Though thousands of distinctive Cisco/Aironet yagi and parabolic dish antennas dot city rooftops far and wide, these antennas connect back to bridging hardware that has been slow to evolve. I support almost a dozen Cisco 802.11g and 11a 54 Mbps bridge links, and have often praised them for their reliability. At the same time, I have longed for something faster in this role from Cisco as I watch one competitor's higher-speed product after another come to market. At long last, Cisco is set to bring on the bridging heat, but what and how is a bit surprising.

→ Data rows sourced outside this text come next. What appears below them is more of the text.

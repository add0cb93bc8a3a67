mod common;

use std::sync::Arc;
use std::time::Duration;

use axum::http::StatusCode;
use chatrelay::{ChatErrorKind, LlmService, OpenAiChatClient};

use common::{closed_base_url, MockEndpoint};

fn service_for(base_url: &str, api_key: Option<&str>, timeout: Duration) -> LlmService {
    let client = OpenAiChatClient::new(base_url, api_key.map(str::to_string), timeout)
        .expect("client");
    LlmService::new(Arc::new(client), "You are helpful.", "test-model")
}

#[tokio::test]
async fn returns_first_choice_content_verbatim() {
    let endpoint = MockEndpoint::replying("Hello!  \n  How can I help?");
    let base_url = endpoint.spawn().await;
    let service = service_for(&base_url, None, Duration::from_secs(5));

    let reply = service.chat("hello").await.expect("chat");
    assert_eq!(reply, "Hello!  \n  How can I help?");
}

#[tokio::test]
async fn request_body_has_fixed_shape() {
    let endpoint = MockEndpoint::replying("ok");
    let base_url = endpoint.spawn().await;
    let service = service_for(&base_url, None, Duration::from_secs(5));

    service.chat("first").await.expect("chat");
    service.chat("").await.expect("chat with empty message");

    let requests = endpoint.requests();
    assert_eq!(requests.len(), 2);

    for (request, input) in requests.iter().zip(["first", ""]) {
        let body = &request.body;
        assert_eq!(body["model"], "test-model");
        assert_eq!(body["temperature"], 1.0);
        assert_eq!(body["max_tokens"], 1024);

        let messages = body["messages"].as_array().expect("messages array");
        assert_eq!(messages.len(), 2);
        assert_eq!(messages[0]["role"], "system");
        assert_eq!(messages[0]["content"], "You are helpful.");
        assert_eq!(messages[1]["role"], "user");
        assert_eq!(messages[1]["content"], input);
    }
}

#[tokio::test]
async fn sends_bearer_token_only_when_configured() {
    let endpoint = MockEndpoint::replying("ok");
    let base_url = endpoint.spawn().await;

    service_for(&base_url, Some("secret-key"), Duration::from_secs(5))
        .chat("cloud")
        .await
        .expect("chat");
    service_for(&base_url, None, Duration::from_secs(5))
        .chat("local")
        .await
        .expect("chat");

    let requests = endpoint.requests();
    assert_eq!(requests[0].authorization.as_deref(), Some("Bearer secret-key"));
    assert_eq!(requests[1].authorization, None);
}

#[tokio::test]
async fn unauthorized_is_an_authentication_failure() {
    let endpoint = MockEndpoint::raw(
        StatusCode::UNAUTHORIZED,
        r#"{"error": {"message": "invalid api key"}}"#,
    );
    let base_url = endpoint.spawn().await;
    let service = service_for(&base_url, Some("wrong"), Duration::from_secs(5));

    let err = service.chat("hello").await.unwrap_err();
    assert_eq!(err.kind(), ChatErrorKind::Authentication);
    assert!(err.to_string().contains("invalid api key"));
}

#[tokio::test]
async fn server_error_is_a_status_failure() {
    let endpoint = MockEndpoint::raw(StatusCode::INTERNAL_SERVER_ERROR, "upstream exploded");
    let base_url = endpoint.spawn().await;
    let service = service_for(&base_url, None, Duration::from_secs(5));

    let err = service.chat("hello").await.unwrap_err();
    assert_eq!(err.kind(), ChatErrorKind::Status);
    assert!(err.to_string().contains("500"));
}

#[tokio::test]
async fn non_json_body_is_malformed() {
    let endpoint = MockEndpoint::raw(StatusCode::OK, "<html>not json</html>");
    let base_url = endpoint.spawn().await;
    let service = service_for(&base_url, None, Duration::from_secs(5));

    let err = service.chat("hello").await.unwrap_err();
    assert_eq!(err.kind(), ChatErrorKind::MalformedResponse);
}

#[tokio::test]
async fn empty_choices_are_malformed() {
    let endpoint = MockEndpoint::raw(StatusCode::OK, r#"{"choices": []}"#);
    let base_url = endpoint.spawn().await;
    let service = service_for(&base_url, None, Duration::from_secs(5));

    let err = service.chat("hello").await.unwrap_err();
    assert_eq!(err.kind(), ChatErrorKind::MalformedResponse);
    assert!(err.to_string().contains("no choices"));
}

#[tokio::test]
async fn null_content_is_malformed() {
    let endpoint = MockEndpoint::raw(
        StatusCode::OK,
        r#"{"choices": [{"message": {"role": "assistant", "content": null}}]}"#,
    );
    let base_url = endpoint.spawn().await;
    let service = service_for(&base_url, None, Duration::from_secs(5));

    let err = service.chat("hello").await.unwrap_err();
    assert_eq!(err.kind(), ChatErrorKind::MalformedResponse);
}

#[tokio::test]
async fn slow_endpoint_times_out() {
    let endpoint = MockEndpoint::replying("too late").with_delay(Duration::from_secs(3));
    let base_url = endpoint.spawn().await;
    let service = service_for(&base_url, None, Duration::from_millis(200));

    let err = service.chat("hello").await.unwrap_err();
    assert_eq!(err.kind(), ChatErrorKind::Timeout);
}

#[tokio::test]
async fn unreachable_endpoint_yields_error_text() {
    let base_url = closed_base_url().await;
    let service = service_for(&base_url, None, Duration::from_secs(5));

    let err = service.chat("hello").await.unwrap_err();
    assert_eq!(err.kind(), ChatErrorKind::Transport);

    let text = service.chat_text("hello").await;
    assert!(text.starts_with("An error occurred: request failed: "));
    assert!(text.contains(&err.to_string()));
}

For context, let's zoom out a bit and quantify Cisco's larger wireless strategy in simple terms. Though they still provide autonomous, stand alone access points, the company's wireless business unit clearly wants customers to embrace their thin WLAN solution. This framework is built on mostly-dumb APs, controllers and the company's Wireless Control System (WCS) for management and monitoring. WCS is sold (and often oversold, in my opinion) as a complete management solution that can provide limited monitoring of Cisco legacy access points and bridges along with being the brains of their flagship thin wireless architecture. Old news, yes? Here's why this information is relevant to Cisco's latest high-speed bridge offering. 

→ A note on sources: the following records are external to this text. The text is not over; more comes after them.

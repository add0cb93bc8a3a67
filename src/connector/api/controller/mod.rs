pub mod chat_controller;
pub mod history_controller;

pub use chat_controller::ChatController;
pub use history_controller::HistoryController;
mod chat_history;
mod relay_chat;

pub use chat_history::*;
pub use relay_chat::*;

Cisco recently announced a new partnership with Exalt Communications. In the October time frame, Cisco will offer Exalt's ExtendAir r5005 5 GHz wireless bridge. Ahem... let me rephrase. Cisco will re-badge someone else's bridge hardware and sell it to Cisco customers.

The significance? On the one hand, the r5005 has a very cool feature set and comes from Exalt's respected ExtendAir product line. On the other, it's not Cisco's. WCS can't do anything with it. It's not even IOS... Good technicians will adapt to Exalt's straight-forward interface, but for corn's sake, why couldn't the biggest wireless network company in the world give us something that we can manage with our Cadillac-priced Cisco WCS management system?In many ways, Cisco's Airespace acquisition (what is now their lightweight wireless product line) in 2005 still doesn't feel complete from the product integration standpoint. Those of us who lived through it and drive big Cisco wireless networks can't help but wonder if history is repeating itself on a smaller scale with the Exalt partnership.

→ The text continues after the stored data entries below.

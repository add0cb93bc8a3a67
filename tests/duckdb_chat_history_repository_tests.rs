use std::sync::Arc;

use chatrelay::{ChatHistoryRepository, DuckdbChatHistoryRepository};
use tempfile::tempdir;

#[tokio::test]
async fn duckdb_chat_history_insert_returns_stored_record() {
    let dir = tempdir().expect("tempdir");
    let db_path = dir.path().join("chatrelay.duckdb");

    let repo = Arc::new(DuckdbChatHistoryRepository::new(&db_path).expect("duckdb init"));

    let record = repo.insert("2+2?", "4").await.expect("insert");
    assert_eq!(record.user_message(), "2+2?");
    assert_eq!(record.llm_reply(), "4");

    let found = repo
        .find_by_id(record.id())
        .await
        .expect("find_by_id")
        .expect("record exists");
    assert_eq!(found, record);
}

#[tokio::test]
async fn duckdb_chat_history_ids_are_distinct_and_increasing() {
    let repo = DuckdbChatHistoryRepository::in_memory().expect("duckdb init");

    let first = repo.insert("one", "1").await.expect("insert");
    let second = repo.insert("two", "2").await.expect("insert");
    let third = repo.insert("three", "3").await.expect("insert");

    assert!(first.id() < second.id());
    assert!(second.id() < third.id());
    assert!(first.timestamp() <= second.timestamp());
    assert!(second.timestamp() <= third.timestamp());
    assert_eq!(repo.count().await.expect("count"), 3);
}

#[tokio::test]
async fn duckdb_chat_history_rejects_empty_user_message() {
    let repo = DuckdbChatHistoryRepository::in_memory().expect("duckdb init");

    let err = repo.insert("", "reply").await.unwrap_err();
    assert!(err.is_invalid_input());
    assert_eq!(repo.count().await.expect("count"), 0);
}

#[tokio::test]
async fn duckdb_chat_history_accepts_empty_reply() {
    let repo = DuckdbChatHistoryRepository::in_memory().expect("duckdb init");

    let record = repo.insert("hello", "").await.expect("insert");
    assert_eq!(record.llm_reply(), "");
}

#[tokio::test]
async fn duckdb_chat_history_list_recent_newest_first() {
    let repo = DuckdbChatHistoryRepository::in_memory().expect("duckdb init");
    for i in 0..4 {
        repo.insert(&format!("message {}", i), "ok").await.expect("insert");
    }

    let recent = repo.list_recent(3).await.expect("list_recent");
    let messages: Vec<&str> = recent.iter().map(|r| r.user_message()).collect();
    assert_eq!(messages, vec!["message 3", "message 2", "message 1"]);

    assert!(repo.list_recent(0).await.expect("list_recent").is_empty());
    assert!(repo.find_by_id(999).await.expect("find_by_id").is_none());
}

#[tokio::test]
async fn duckdb_chat_history_survives_reopen() {
    let dir = tempdir().expect("tempdir");
    let db_path = dir.path().join("chatrelay.duckdb");

    let first_id = {
        let repo = DuckdbChatHistoryRepository::new(&db_path).expect("duckdb init");
        repo.insert("persist me", "done").await.expect("insert").id()
    };

    let repo = DuckdbChatHistoryRepository::new(&db_path).expect("duckdb reopen");
    let record = repo
        .find_by_id(first_id)
        .await
        .expect("find_by_id")
        .expect("record exists");
    assert_eq!(record.user_message(), "persist me");

    let next = repo.insert("after reopen", "ok").await.expect("insert");
    assert!(next.id() > first_id);
}

#[tokio::test]
async fn duckdb_chat_history_shares_connection() {
    let repo = DuckdbChatHistoryRepository::in_memory().expect("duckdb init");
    repo.insert("shared", "yes").await.expect("insert");

    let other = DuckdbChatHistoryRepository::with_connection(repo.shared_connection())
        .await
        .expect("with_connection");
    assert_eq!(other.count().await.expect("count"), 1);
}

Don't get me wrong, I'm very much looking forward to up to 162 Mbps of aggregate throughput in a visually pleasing package. At full throttle, it kicks butt over Cisco's existing bridges by a multiplier of 5x. The features in the r5005 rival those in good network switches, including 802.1q VLAN tagging, Ethernet rate limiting and extremely low Ethernet latency. The r5005 even has an integrated 3 port 10/100 switch with one PoE port! Outstanding, indeed. This unit will come in handy for replacing existing links that have gotten too small for what traverses them and will enable contemporary applications like getting networked video cameras in hard-to-cable locations.

But you'll have to manage it outside of WCS, your single platform for wireless management.